* _Task to carry out_
The data is to be reproduced in full and without error.

[Extracted data entries]
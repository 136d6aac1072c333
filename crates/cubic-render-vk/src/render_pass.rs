// SPDX-License-Identifier: CEPL-1.0
use anyhow::{Context, Result};
use ash::vk;

/// Attachment order, shared by the render pass and every framebuffer.
pub const COLOR_ATTACHMENT: u32 = 0;
pub const DEPTH_ATTACHMENT: u32 = 1;
pub const RESOLVE_ATTACHMENT: u32 = 2;

/// Multisampled color, multisampled depth, then the single-sample resolve
/// target that is handed to the presentation engine.
pub fn attachment_descriptions(
    color_format: vk::Format,
    depth_format: vk::Format,
    samples: vk::SampleCountFlags,
) -> [vk::AttachmentDescription; 3] {
    let color = vk::AttachmentDescription {
        format: color_format,
        samples,
        load_op: vk::AttachmentLoadOp::CLEAR,
        store_op: vk::AttachmentStoreOp::STORE,
        stencil_load_op: vk::AttachmentLoadOp::DONT_CARE,
        stencil_store_op: vk::AttachmentStoreOp::DONT_CARE,
        initial_layout: vk::ImageLayout::UNDEFINED,
        final_layout: vk::ImageLayout::COLOR_ATTACHMENT_OPTIMAL,
        ..Default::default()
    };
    let depth = vk::AttachmentDescription {
        format: depth_format,
        samples,
        load_op: vk::AttachmentLoadOp::CLEAR,
        store_op: vk::AttachmentStoreOp::DONT_CARE,
        stencil_load_op: vk::AttachmentLoadOp::DONT_CARE,
        stencil_store_op: vk::AttachmentStoreOp::DONT_CARE,
        initial_layout: vk::ImageLayout::UNDEFINED,
        final_layout: vk::ImageLayout::DEPTH_STENCIL_ATTACHMENT_OPTIMAL,
        ..Default::default()
    };
    let resolve = vk::AttachmentDescription {
        format: color_format,
        samples: vk::SampleCountFlags::TYPE_1,
        load_op: vk::AttachmentLoadOp::DONT_CARE,
        store_op: vk::AttachmentStoreOp::STORE,
        stencil_load_op: vk::AttachmentLoadOp::DONT_CARE,
        stencil_store_op: vk::AttachmentStoreOp::DONT_CARE,
        initial_layout: vk::ImageLayout::UNDEFINED,
        final_layout: vk::ImageLayout::PRESENT_SRC_KHR,
        ..Default::default()
    };
    [color, depth, resolve]
}

/// Orders this frame's color writes after the presentation engine has
/// released the image.
pub fn self_dependency() -> vk::SubpassDependency {
    vk::SubpassDependency {
        src_subpass: 0,
        dst_subpass: 0,
        src_stage_mask: vk::PipelineStageFlags::COLOR_ATTACHMENT_OUTPUT,
        dst_stage_mask: vk::PipelineStageFlags::COLOR_ATTACHMENT_OUTPUT,
        src_access_mask: vk::AccessFlags::empty(),
        dst_access_mask: vk::AccessFlags::COLOR_ATTACHMENT_READ
            | vk::AccessFlags::COLOR_ATTACHMENT_WRITE,
        dependency_flags: vk::DependencyFlags::empty(),
    }
}

pub struct RenderPass {
    device: ash::Device,
    handle: vk::RenderPass,
}

impl RenderPass {
    pub unsafe fn new(
        device: &ash::Device,
        color_format: vk::Format,
        depth_format: vk::Format,
        samples: vk::SampleCountFlags,
    ) -> Result<Self> {
        let attachments = attachment_descriptions(color_format, depth_format, samples);

        let color_ref = vk::AttachmentReference {
            attachment: COLOR_ATTACHMENT,
            layout: vk::ImageLayout::COLOR_ATTACHMENT_OPTIMAL,
        };
        let depth_ref = vk::AttachmentReference {
            attachment: DEPTH_ATTACHMENT,
            layout: vk::ImageLayout::DEPTH_STENCIL_ATTACHMENT_OPTIMAL,
        };
        let resolve_ref = vk::AttachmentReference {
            attachment: RESOLVE_ATTACHMENT,
            layout: vk::ImageLayout::COLOR_ATTACHMENT_OPTIMAL,
        };

        let subpass = vk::SubpassDescription {
            pipeline_bind_point: vk::PipelineBindPoint::GRAPHICS,
            color_attachment_count: 1,
            p_color_attachments: &color_ref,
            p_resolve_attachments: &resolve_ref,
            p_depth_stencil_attachment: &depth_ref,
            ..Default::default()
        };
        let dependency = self_dependency();

        let ci = vk::RenderPassCreateInfo {
            s_type: vk::StructureType::RENDER_PASS_CREATE_INFO,
            attachment_count: attachments.len() as u32,
            p_attachments: attachments.as_ptr(),
            subpass_count: 1,
            p_subpasses: &subpass,
            dependency_count: 1,
            p_dependencies: &dependency,
            ..Default::default()
        };
        let handle = device
            .create_render_pass(&ci, None)
            .context("create_render_pass")?;
        Ok(Self {
            device: device.clone(),
            handle,
        })
    }

    pub fn handle(&self) -> vk::RenderPass {
        self.handle
    }
}

impl Drop for RenderPass {
    fn drop(&mut self) {
        unsafe { self.device.destroy_render_pass(self.handle, None) };
    }
}

#[cfg(test)]
mod tests {
    use super::*;

    #[test]
    fn attachments_are_color_depth_resolve() {
        let [color, depth, resolve] = attachment_descriptions(
            vk::Format::B8G8R8A8_UNORM,
            vk::Format::D32_SFLOAT,
            vk::SampleCountFlags::TYPE_4,
        );

        assert_eq!(color.samples, vk::SampleCountFlags::TYPE_4);
        assert_eq!(color.load_op, vk::AttachmentLoadOp::CLEAR);
        assert_eq!(color.store_op, vk::AttachmentStoreOp::STORE);
        assert_eq!(color.final_layout, vk::ImageLayout::COLOR_ATTACHMENT_OPTIMAL);

        assert_eq!(depth.format, vk::Format::D32_SFLOAT);
        assert_eq!(depth.samples, vk::SampleCountFlags::TYPE_4);
        assert_eq!(depth.store_op, vk::AttachmentStoreOp::DONT_CARE);
        assert_eq!(
            depth.final_layout,
            vk::ImageLayout::DEPTH_STENCIL_ATTACHMENT_OPTIMAL
        );

        assert_eq!(resolve.format, vk::Format::B8G8R8A8_UNORM);
        assert_eq!(resolve.samples, vk::SampleCountFlags::TYPE_1);
        assert_eq!(resolve.load_op, vk::AttachmentLoadOp::DONT_CARE);
        assert_eq!(resolve.final_layout, vk::ImageLayout::PRESENT_SRC_KHR);
    }

    #[test]
    fn dependency_waits_on_color_output() {
        let dep = self_dependency();
        assert_eq!(dep.src_subpass, 0);
        assert_eq!(dep.dst_subpass, 0);
        assert_eq!(dep.src_stage_mask, vk::PipelineStageFlags::COLOR_ATTACHMENT_OUTPUT);
        assert_eq!(dep.dst_stage_mask, vk::PipelineStageFlags::COLOR_ATTACHMENT_OUTPUT);
        assert_eq!(
            dep.dst_access_mask,
            vk::AccessFlags::COLOR_ATTACHMENT_READ | vk::AccessFlags::COLOR_ATTACHMENT_WRITE
        );
    }
}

* _Exercise result_
repository 136d6aac1072c333
filename crates/cubic-render-vk/src/render_pass.rs
// SPDX-License-Identifier: CEPL-1.0
use anyhow::{Context, Result};
use ash::vk;

/// Attachment order, shared by the render pass and every framebuffer.
pub const COLOR_ATTACHMENT: u32 = 0;
pub const DEPTH_ATTACHMENT: u32 = 1;
pub const RESOLVE_ATTACHMENT: u32 = 2;

/// Multisampled color, multisampled depth, then the single-sample resolve
/// target that is handed to the presentation engine.
pub fn attachment_descriptions(
    color_format: vk::Format,
    depth_format: vk::Format,
    samples: vk::SampleCountFlags,
) -> [vk::AttachmentDescription; 3] {
    let color = vk::AttachmentDescription {
        format: color_format,
        samples,
        load_op: vk::AttachmentLoadOp::CLEAR,
        store_op: vk::AttachmentStoreOp::STORE,
        stencil_load_op: vk::AttachmentLoadOp::DONT_CARE,
        stencil_store_op: vk::AttachmentStoreOp::DONT_CARE,
        initial_layout: vk::ImageLayout::UNDEFINED,
        final_layout: vk::ImageLayout::COLOR_ATTACHMENT_OPTIMAL,
        ..Default::default()
    };
    let depth = vk::AttachmentDescription {
        format: depth_format,
        samples,
        load_op: vk::AttachmentLoadOp::CLEAR,
        store_op: vk::AttachmentStoreOp::DONT_CARE,
        stencil_load_op: vk::AttachmentLoadOp::DONT_CARE,
        stencil_store_op: vk::AttachmentStoreOp::DONT_CARE,
        initial_layout: vk::ImageLayout::UNDEFINED,
        final_layout: vk::ImageLayout::DEPTH_STENCIL_ATTACHMENT_OPTIMAL,
        ..Default::default()
    };
    let resolve = vk::AttachmentDescription {
        format: color_format,
        samples: vk::SampleCountFlags::TYPE_1,
        load_op: vk::AttachmentLoadOp::DONT_CARE,
        store_op: vk::AttachmentStoreOp::STORE,
        stencil_load_op: vk::AttachmentLoadOp::DONT_CARE,
        stencil_store_op: vk::AttachmentStoreOp::DONT_CARE,
        initial_layout: vk::ImageLayout::UNDEFINED,
        final_layout: vk::ImageLayout::PRESENT_SRC_KHR,
        ..Default::default()
    };
    [color, depth, resolve]
}

/// Orders this frame's color writes after the presentation engine has
/// released the image.
pub fn self_dependency() -> vk::SubpassDependency {
    vk::SubpassDependency {
        src_subpass: 0,
        dst_subpass: 0,
        src_stage_mask: vk::PipelineStageFlags::COLOR_ATTACHMENT_OUTPUT,
        dst_stage_mask: vk::PipelineStageFlags::COLOR_ATTACHMENT_OUTPUT,
        src_access_mask: vk::AccessFlags::empty(),
        dst_access_mask: vk::AccessFlags::COLOR_ATTACHMENT_READ
            | vk::AccessFlags::COLOR_ATTACHMENT_WRITE,
        dependency_flags: vk::DependencyFlags::empty(),
    }
}

pub struct RenderPass {
    device: ash::Device,
    handle: vk::RenderPass,
}

impl RenderPass {
    pub unsafe fn new(
        device: &ash::Device,
        color_format: vk::Format,
        depth_format: vk::Format,
        samples: vk::SampleCountFlags,
    ) -> Result<Self> {
        let attachments = attachment_descriptions(color_format, depth_format, samples);

        let color_ref = vk::AttachmentReference {
            attachment: COLOR_ATTACHMENT,
            layout: vk::ImageLayout::COLOR_ATTACHMENT_OPTIMAL,
        };
        let depth_ref = vk::AttachmentReference {
            attachment: DEPTH_ATTACHMENT,
            layout: vk::ImageLayout::DEPTH_STENCIL_ATTACHMENT_OPTIMAL,
        };
        let resolve_ref = vk::AttachmentReference {
            attachment: RESOLVE_ATTACHMENT,
            layout: vk::ImageLayout::COLOR_ATTACHMENT_OPTIMAL,
        };

        let subpass = vk::SubpassDescription {
            pipeline_bind_point: vk::PipelineBindPoint::GRAPHICS,
            color_attachment_count: 1,
            p_color_attachments: &color_ref,
            p_resolve_attachments: &resolve_ref,
            p_depth_stencil_attachment: &depth_ref,
            ..Default::default()
        };
        let dependency = self_dependency();

        let ci = vk::RenderPassCreateInfo {
            s_type: vk::StructureType::RENDER_PASS_CREATE_INFO,
            attachment_count: attachments.len() as u32,
            p_attachments: attachments.as_ptr(),
            subpass_count: 1,
            p_subpasses: &subpass,
            dependency_count: 1,
            p_dependencies: &dependency,
            ..Default::default()
        };
        let handle = device
            .create_render_pass(&ci, None)
            .context("create_render_pass")?;
        Ok(Self {
            device: device.clone(),
            handle,
        })
    }

    pub fn handle(&self) -> vk::RenderPass {
        self.handle
    }
}

impl Drop for RenderPass {
    fn drop(&mut self) {
        unsafe { self.device.destroy_render_pass(self.handle, None) };
    }
}

#[cfg(test)]
mod tests {
    use super::*;

    #[test]
    fn attachments_are_color_depth_resolve() {
        let [color, depth, resolve] = attachment_descriptions(
            vk::Format::B8G8R8A8_UNORM,
            vk::Format::D32_SFLOAT,
            vk::SampleCountFlags::TYPE_4,
        );

        assert_eq!(color.samples, vk::SampleCountFlags::TYPE_4);
        assert_eq!(color.load_op, vk::AttachmentLoadOp::CLEAR);
        assert_eq!(color.store_op, vk::AttachmentStoreOp::STORE);
        assert_eq!(color.final_layout, vk::ImageLayout::COLOR_ATTACHMENT_OPTIMAL);

        assert_eq!(depth.format, vk::Format::D32_SFLOAT);
        assert_eq!(depth.samples, vk::SampleCountFlags::TYPE_4);
        assert_eq!(depth.store_op, vk::AttachmentStoreOp::DONT_CARE);
        assert_eq!(
            depth.final_layout,
            vk::ImageLayout::DEPTH_STENCIL_ATTACHMENT_OPTIMAL
        );

        assert_eq!(resolve.format, vk::Format::B8G8R8A8_UNORM);
        assert_eq!(resolve.samples, vk::SampleCountFlags::TYPE_1);
        assert_eq!(resolve.load_op, vk::AttachmentLoadOp::DONT_CARE);
        assert_eq!(resolve.final_layout, vk::ImageLayout::PRESENT_SRC_KHR);
    }

    #[test]
    fn dependency_waits_on_color_output() {
        let dep = self_dependency();
        assert_eq!(dep.src_subpass, 0);
        assert_eq!(dep.dst_subpass, 0);
        assert_eq!(dep.src_stage_mask, vk::PipelineStageFlags::COLOR_ATTACHMENT_OUTPUT);
        assert_eq!(dep.dst_stage_mask, vk::PipelineStageFlags::COLOR_ATTACHMENT_OUTPUT);
        assert_eq!(
            dep.dst_access_mask,
            vk::AccessFlags::COLOR_ATTACHMENT_READ | vk::AccessFlags::COLOR_ATTACHMENT_WRITE
        );
    }
}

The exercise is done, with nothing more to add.